▶ **WHAT IS EXPECTED**
Please reproduce each of the entries below exactly as they appear.
** Opening RECORDS FOR PROCESSING block **
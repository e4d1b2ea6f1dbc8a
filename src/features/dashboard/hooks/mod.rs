pub mod use_dashboard_nav;
pub mod use_projects;

pub use use_dashboard_nav::*;
pub use use_projects::*;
** Closing RECORDS FOR PROCESSING block **
▶ **EXPECTED ANSWER**
repository e4d1b2ea6f1dbc8a
filename src/features/dashboard/hooks/mod.rs
pub mod use_dashboard_nav;
pub mod use_projects;

pub use use_dashboard_nav::*;
pub use use_projects::*;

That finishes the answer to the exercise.